(Reuters) - It took less than 24 hours for Warren Buffett, one of the world's savviest dealmakers, to make a C$360 million (US$272 million) paper profit by propping up a major Canadian lender on life support.
Berkshire Hathaway Inc's (BRKa.N) commitment to provide financing to Home Capital Group Inc (HCG.TO), Canada's largest nonbank lender, marks the billionaire's latest effort to shore up a company in desperate need of cash, or at least his full-throated support.
"It's a typical Buffett bailout trade," said Jared Dillian, an independent investment strategist and former trader betting the value of the Canadian dollar and several Canadian banks will fall. "He's set it up where he's risking a small amount to make a lot."
Home Capital joined Bank of America Corp (BAC.N), General Electric Co (GE.N), Goldman Sachs Group Inc (GS.N) and other companies that have welcomed Buffett's largesse, accepting a C$2 billion (US$1.51 billion) credit line - carrying a 9 percent interest rate - and up to C$400 million (US$302 million) in equity, for a 38.4 percent stake.
Its share price soared 27.2 percent on Thursday to C$19.00, leaving Buffett with a potential 90 percent paper profit on shares he is buying for just C$10 each. Home Capital's share price nonetheless remains nearly two-thirds below its 2014 peak.

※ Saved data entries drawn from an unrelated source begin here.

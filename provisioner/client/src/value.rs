// Copyright (C) Parity Technologies (UK) Ltd.
// SPDX-License-Identifier: Apache-2.0

//! Conversions between the provisioner primitives and dynamic [`Value`]s.
//!
//! Locations are rendered in the shape the runtime metadata expects for the given
//! [`XcmVersion`]: v3 interiors carry their junctions as separate fields (`X3(a, b, c)`), v4
//! interiors wrap them in an array (`X3([a, b, c])`). Decoding accepts both shapes as well as
//! `V3`/`V4` version wrappers and single-field newtypes around a location.

use crate::ChainError;
use subxt::{
	dynamic::Value,
	ext::scale_value::{At, Composite, Primitive, ValueDef, Variant},
};
use xcm_provisioner_primitives::{Asset, Fungibility, Junction, Location, NetworkId};

/// XCM version used to shape location values.
#[derive(Debug, Clone, Copy, PartialEq, Eq)]
pub enum XcmVersion {
	V3,
	V4,
}

impl XcmVersion {
	fn variant_name(&self) -> &'static str {
		match self {
			XcmVersion::V3 => "V3",
			XcmVersion::V4 => "V4",
		}
	}
}

fn unexpected(what: &str, value: &Value) -> ChainError {
	ChainError::UnexpectedValue(format!("expected {what}, got {value}"))
}

/// `None` or `Some(value)`.
pub fn option(value: Option<Value>) -> Value {
	match value {
		Some(value) => Value::unnamed_variant("Some", [value]),
		None => Value::unnamed_variant("None", []),
	}
}

pub fn network_id(network: &NetworkId) -> Value {
	match network {
		NetworkId::ByGenesis(genesis) => {
			Value::unnamed_variant("ByGenesis", [Value::from_bytes(genesis)])
		},
		NetworkId::Polkadot => Value::unnamed_variant("Polkadot", []),
		NetworkId::Kusama => Value::unnamed_variant("Kusama", []),
		NetworkId::Westend => Value::unnamed_variant("Westend", []),
		NetworkId::Rococo => Value::unnamed_variant("Rococo", []),
	}
}

pub fn junction(junction: &Junction) -> Value {
	match junction {
		Junction::Parachain(id) => Value::unnamed_variant("Parachain", [Value::u128(*id as u128)]),
		Junction::AccountId32 { network, id } => Value::named_variant(
			"AccountId32",
			[("network", option(network.as_ref().map(network_id))), ("id", Value::from_bytes(id))],
		),
		Junction::PalletInstance(index) => {
			Value::unnamed_variant("PalletInstance", [Value::u128(*index as u128)])
		},
		Junction::GeneralIndex(index) => {
			Value::unnamed_variant("GeneralIndex", [Value::u128(*index)])
		},
	}
}

/// A location shaped for `version`.
pub fn location(location: &Location, version: XcmVersion) -> Value {
	let junctions = location.interior.iter().map(junction);
	let interior = if location.interior.is_here() {
		Value::unnamed_variant("Here", [])
	} else {
		let name = format!("X{}", location.interior.len());
		match version {
			XcmVersion::V3 => Value::unnamed_variant(name, junctions),
			XcmVersion::V4 => Value::unnamed_variant(name, [Value::unnamed_composite(junctions)]),
		}
	};
	Value::named_composite([
		("parents", Value::u128(location.parents as u128)),
		("interior", interior),
	])
}

/// A `VersionedLocation`.
pub fn versioned_location(location: &Location, version: XcmVersion) -> Value {
	Value::unnamed_variant(version.variant_name(), [self::location(location, version)])
}

pub fn asset(asset: &Asset, version: XcmVersion) -> Value {
	let Fungibility::Fungible(amount) = asset.fun;
	Value::named_composite([
		("id", location(&asset.id, version)),
		("fun", Value::unnamed_variant("Fungible", [Value::u128(amount)])),
	])
}

/// A `VersionedAssets` holding `assets` in the given order.
pub fn versioned_assets(assets: &[Asset], version: XcmVersion) -> Value {
	let assets = Value::unnamed_composite(assets.iter().map(|item| asset(item, version)));
	Value::unnamed_variant(version.variant_name(), [assets])
}

/// An `AccountId32`.
pub fn account_id(id: &[u8; 32]) -> Value {
	Value::from_bytes(id)
}

/// A `MultiAddress::Id` pointing at `id`.
pub fn multi_address(id: &[u8; 32]) -> Value {
	Value::unnamed_variant("Id", [account_id(id)])
}

/// Look up a named field of a composite value.
pub fn field<'a>(value: &'a Value, name: &str) -> Option<&'a Value> {
	value.at(name)
}

/// Strip single-field composites around `value`.
fn unwrap_newtype(value: &Value) -> &Value {
	match &value.value {
		ValueDef::Composite(Composite::Unnamed(values)) if values.len() == 1 => {
			unwrap_newtype(&values[0])
		},
		ValueDef::Composite(Composite::Named(values)) if values.len() == 1 => {
			unwrap_newtype(&values[0].1)
		},
		_ => value,
	}
}

pub fn to_u128(value: &Value) -> Result<u128, ChainError> {
	match &unwrap_newtype(value).value {
		ValueDef::Primitive(Primitive::U128(n)) => Ok(*n),
		ValueDef::Primitive(Primitive::I128(n)) => {
			u128::try_from(*n).map_err(|_| unexpected("an unsigned integer", value))
		},
		_ => Err(unexpected("an unsigned integer", value)),
	}
}

pub fn to_u32(value: &Value) -> Result<u32, ChainError> {
	u32::try_from(to_u128(value)?).map_err(|_| unexpected("a u32", value))
}

pub fn to_u8(value: &Value) -> Result<u8, ChainError> {
	u8::try_from(to_u128(value)?).map_err(|_| unexpected("a u8", value))
}

/// Bytes of a value encoded as a (possibly nested) sequence of `u8`s.
pub fn to_bytes(value: &Value) -> Result<Vec<u8>, ChainError> {
	match &value.value {
		ValueDef::Composite(composite) => {
			let values: Vec<&Value> = composite.values().collect();
			if values.len() == 1 {
				if let ValueDef::Composite(_) = values[0].value {
					return to_bytes(values[0])
				}
			}
			values.into_iter().map(to_u8).collect()
		},
		ValueDef::Primitive(Primitive::String(text)) => {
			hex::decode(text.trim_start_matches("0x")).map_err(|_| unexpected("hex bytes", value))
		},
		_ => Err(unexpected("a byte sequence", value)),
	}
}

pub fn to_account_id(value: &Value) -> Result<[u8; 32], ChainError> {
	let value = match &value.value {
		ValueDef::Variant(Variant { name, values }) if name == "Id" => {
			values.values().next().ok_or_else(|| unexpected("an account", value))?
		},
		_ => value,
	};
	to_bytes(value)?.try_into().map_err(|_| unexpected("a 32 byte account", value))
}

/// The inner value of `Some(value)`, `None` for `None`.
pub fn to_option(value: &Value) -> Result<Option<&Value>, ChainError> {
	match &value.value {
		ValueDef::Variant(Variant { name, values }) if name == "None" && values.is_empty() => {
			Ok(None)
		},
		ValueDef::Variant(Variant { name, values }) if name == "Some" && values.len() == 1 => {
			Ok(values.values().next())
		},
		_ => Err(unexpected("an option", value)),
	}
}

fn to_network_id(value: &Value) -> Result<NetworkId, ChainError> {
	let ValueDef::Variant(Variant { name, values }) = &value.value else {
		return Err(unexpected("a network id", value))
	};
	Ok(match name.as_str() {
		"ByGenesis" => {
			let genesis =
				values.values().next().ok_or_else(|| unexpected("a genesis hash", value))?;
			NetworkId::ByGenesis(
				to_bytes(genesis)?.try_into().map_err(|_| unexpected("a genesis hash", value))?,
			)
		},
		"Polkadot" => NetworkId::Polkadot,
		"Kusama" => NetworkId::Kusama,
		"Westend" => NetworkId::Westend,
		"Rococo" => NetworkId::Rococo,
		_ => return Err(unexpected("a supported network id", value)),
	})
}

pub fn to_junction(value: &Value) -> Result<Junction, ChainError> {
	let ValueDef::Variant(Variant { name, values }) = &value.value else {
		return Err(unexpected("a junction", value))
	};
	let first = || values.values().next().ok_or_else(|| unexpected("a junction field", value));
	Ok(match name.as_str() {
		"Parachain" => Junction::Parachain(to_u32(first()?)?),
		"PalletInstance" => Junction::PalletInstance(to_u8(first()?)?),
		"GeneralIndex" => Junction::GeneralIndex(to_u128(first()?)?),
		"AccountId32" => {
			let mut fields = values.values();
			let (Some(network), Some(id)) = (fields.next(), fields.next()) else {
				return Err(unexpected("an AccountId32 junction", value))
			};
			let network = to_option(network)?.map(to_network_id).transpose()?;
			let id = to_bytes(id)?.try_into().map_err(|_| unexpected("a 32 byte id", value))?;
			Junction::AccountId32 { network, id }
		},
		_ => return Err(unexpected("a supported junction", value)),
	})
}

fn to_junctions(value: &Value) -> Result<Vec<Junction>, ChainError> {
	let ValueDef::Variant(Variant { name, values }) = &value.value else {
		return Err(unexpected("an interior", value))
	};
	if name == "Here" {
		return Ok(Vec::new())
	}
	let expected: usize = name
		.strip_prefix('X')
		.and_then(|count| count.parse().ok())
		.ok_or_else(|| unexpected("an interior variant", value))?;
	let fields: Vec<&Value> = values.values().collect();
	let junctions = match fields.as_slice() {
		[Value { value: ValueDef::Composite(array), .. }] => {
			array.values().map(to_junction).collect::<Result<Vec<_>, _>>()?
		},
		fields => fields.iter().copied().map(to_junction).collect::<Result<Vec<_>, _>>()?,
	};
	if junctions.len() != expected {
		return Err(unexpected(&format!("{expected} junctions"), value))
	}
	Ok(junctions)
}

/// Decode a location from any of the shapes produced by [`location`] and
/// [`versioned_location`].
pub fn to_location(value: &Value) -> Result<Location, ChainError> {
	let value = match &value.value {
		ValueDef::Variant(Variant { name, values }) if name == "V3" || name == "V4" => {
			values.values().next().ok_or_else(|| unexpected("a versioned location", value))?
		},
		_ => value,
	};
	let value = match &value.value {
		ValueDef::Composite(Composite::Unnamed(values)) if values.len() == 1 => &values[0],
		_ => value,
	};
	let (Some(parents), Some(interior)) = (field(value, "parents"), field(value, "interior"))
	else {
		return Err(unexpected("a location", value))
	};
	Location::new(to_u8(parents)?, to_junctions(interior)?)
		.map_err(|err| ChainError::UnexpectedValue(err.to_string()))
}

/// Decode `Fungible` assets from a `VersionedAssets` value.
pub fn to_assets(value: &Value) -> Result<Vec<Asset>, ChainError> {
	let inner = match &value.value {
		ValueDef::Variant(Variant { name, values }) if name == "V3" || name == "V4" => {
			values.values().next().ok_or_else(|| unexpected("versioned assets", value))?
		},
		_ => value,
	};
	let ValueDef::Composite(items) = &inner.value else {
		return Err(unexpected("a list of assets", value))
	};
	items
		.values()
		.map(|item| {
			let (Some(id), Some(fun)) = (field(item, "id"), field(item, "fun")) else {
				return Err(unexpected("an asset", item))
			};
			let ValueDef::Variant(Variant { name, values }) = &fun.value else {
				return Err(unexpected("a fungibility", fun))
			};
			if name != "Fungible" {
				return Err(unexpected("a fungible asset", fun))
			}
			let amount = values.values().next().ok_or_else(|| unexpected("an amount", fun))?;
			Ok(Asset::fungible(to_location(id)?, to_u128(amount)?))
		})
		.collect()
}

#[cfg(test)]
mod tests {
	use super::*;
	use assert_matches::assert_matches;
	use pretty_assertions::assert_eq;

	#[test]
	fn sibling_asset_round_trips_in_both_versions() {
		let triple = Location::sibling_asset(1000, 50, 1984);
		for version in [XcmVersion::V3, XcmVersion::V4] {
			let value = location(&triple, version);
			let decoded = to_location(&value).unwrap();
			assert_eq!(decoded.sibling_asset_parts(), Some((1000, 50, 1984)));
			assert_eq!(to_location(&versioned_location(&triple, version)).unwrap(), triple);
		}
	}

	#[test]
	fn v3_and_v4_interiors_differ_in_shape() {
		let triple = Location::sibling_asset(1000, 50, 1);
		let v3 = location(&triple, XcmVersion::V3);
		let v4 = location(&triple, XcmVersion::V4);
		assert_ne!(v3, v4);

		let interior = field(&v4, "interior").unwrap();
		let ValueDef::Variant(Variant { name, values }) = &interior.value else {
			panic!("interior must be a variant")
		};
		assert_eq!(name, "X3");
		assert_eq!(values.len(), 1);
	}

	#[test]
	fn account_location_round_trips() {
		let beneficiary = Location::account_id32(Some(NetworkId::Polkadot), [7; 32]);
		let value = versioned_location(&beneficiary, XcmVersion::V4);
		assert_eq!(to_location(&value).unwrap(), beneficiary);

		let parent = Location::parent();
		assert_eq!(to_location(&location(&parent, XcmVersion::V4)).unwrap(), parent);
	}

	#[test]
	fn assets_round_trip_in_order() {
		let assets = vec![
			Asset::fungible(Location::local_asset(50, 3), 100),
			Asset::fungible(Location::parent(), 5),
		];
		assert_eq!(to_assets(&versioned_assets(&assets, XcmVersion::V4)).unwrap(), assets);
	}

	#[test]
	fn decodes_storage_shaped_values() {
		// `AccountId32([u8; 32])` decodes as a newtype around the byte array.
		let account = Value::unnamed_composite([Value::from_bytes([9u8; 32])]);
		assert_eq!(to_account_id(&account).unwrap(), [9; 32]);
		assert_eq!(to_account_id(&multi_address(&[3; 32])).unwrap(), [3; 32]);

		let wrapped = Value::unnamed_composite([Value::u128(42)]);
		assert_eq!(to_u32(&wrapped).unwrap(), 42);
		assert_matches!(to_u8(&Value::u128(300)), Err(ChainError::UnexpectedValue(_)));
	}

	#[test]
	fn options_decode() {
		assert_eq!(to_option(&option(None)).unwrap(), None);
		assert_eq!(to_option(&option(Some(Value::u128(1)))).unwrap(), Some(&Value::u128(1)));
		assert!(to_option(&Value::u128(1)).is_err());
	}

	#[test]
	fn rejects_mismatched_interior_length() {
		let value = Value::named_composite([
			("parents", Value::u128(1)),
			("interior", Value::unnamed_variant("X2", [junction(&Junction::Parachain(1))])),
		]);
		assert_matches!(to_location(&value), Err(ChainError::UnexpectedValue(_)));
	}
}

"The deal is really low risk," said John Huber, a portfolio manager at Saber Capital Management LLC in Raleigh, North Carolina, which owns Berkshire stock. "It's an opportunistic deal that gives him very attractive risk-return terms."
Berkshire's infusion was much needed by Home Capital, which has suffered a deposit exodus resembling a bank run after being accused of, and then admitting to, concealing mortgage fraud.
"The assumption is that Berkshire did its due diligence, and came to a conclusion that there was presumably a franchise and business model worth saving," said Cathy Seifert, a CFRA Research equity analyst. "It implies a seal of approval."
Berkshire's investment lets Buffett deploy some of his Omaha, Nebraska-based conglomerate's recent $96.5 billion hoard of cash, equivalents and Treasury bills.
"Today's announcement is a modest positive," wrote Meyer Shields, a Keefe, Bruyette & Woods analyst. "But it also reflects how difficult it is for Berkshire to meaningfully use its cash."
Berkshire's Columbia Insurance unit is acquiring the Home Capital equity, pending shareholder and regulatory approvals.
Meanwhile, the credit line, if fully tapped, could generate C$180 million for Berkshire.
Buffett came to be seen as a lender of last resort during the global financial crisis.
From 2008 to 2011, Buffett spent more than $25 billion to buy high-yielding stocks and bonds in companies including Bank of America, GE, Goldman, Dow Chemical Co (DOW.N) and Harley-Davidson Inc (HOG.N).
His $5 billion Bank of America bet looks particularly savvy: it throws off $300 million in annual dividends, and Berkshire is sitting on an $11 billion gain on accompanying warrants.
But with most of those investments having passed, the 86-year-old Buffett has been struggling to generate income in a persistently low interest rate environment.
"Home Capital's strong assets, its ability to originate and underwrite well-performing mortgages, and its leading position in a growing market sector make this a very attractive investment," Buffett said in a statement.
Berkshire did not respond to requests for further comment.
Home Capital's problems accelerated in mid-April, when the Ontario Securities Commission accused it of deceiving investors.
Last week, the company reached separate settlements with the regulator and investors over making misleading statements about its mortgage underwriting.
Berkshire's investment reflects its willingness to commit to companies whose practices have drawn criticism, including Wells Fargo & Co (WFC.N), now embroiled in scandal for creating unauthorized customer accounts.
"Reputational risk is why he's getting 9 percent interest" at Home Capital, Seifert said.
Berkshire has other investments tied to real estate, including manufactured home company Clayton Homes and HomeServices of America, the second largest U.S. residential real estate brokerage.
It also has several investments in Canada, including the AltaLink electricity transmission company in Alberta, for which it paid about $C3.1 billion in 2014.
Many of Berkshire's more than 90 business units also offer goods and services in the country, including the Ben Bridge jeweler, Benjamin Moore paints and the BNSF railroad.
Despite his paper profit on Home Capital, Buffett believes investment gains and losses in a given period are usually meaningless.
Buffett's foray into Canadian real estate comes amid uncertainty about that country's housing sector. The Ontario government has levied a 15 percent tax on foreign buyers to cool a frothy Toronto-area real estate market.
Buffett is "not going to stop the credit cycle up there," said Marc Cohodes, a short seller betting against Home Capital. "But it's a bailout by the most renowned investor on the planet."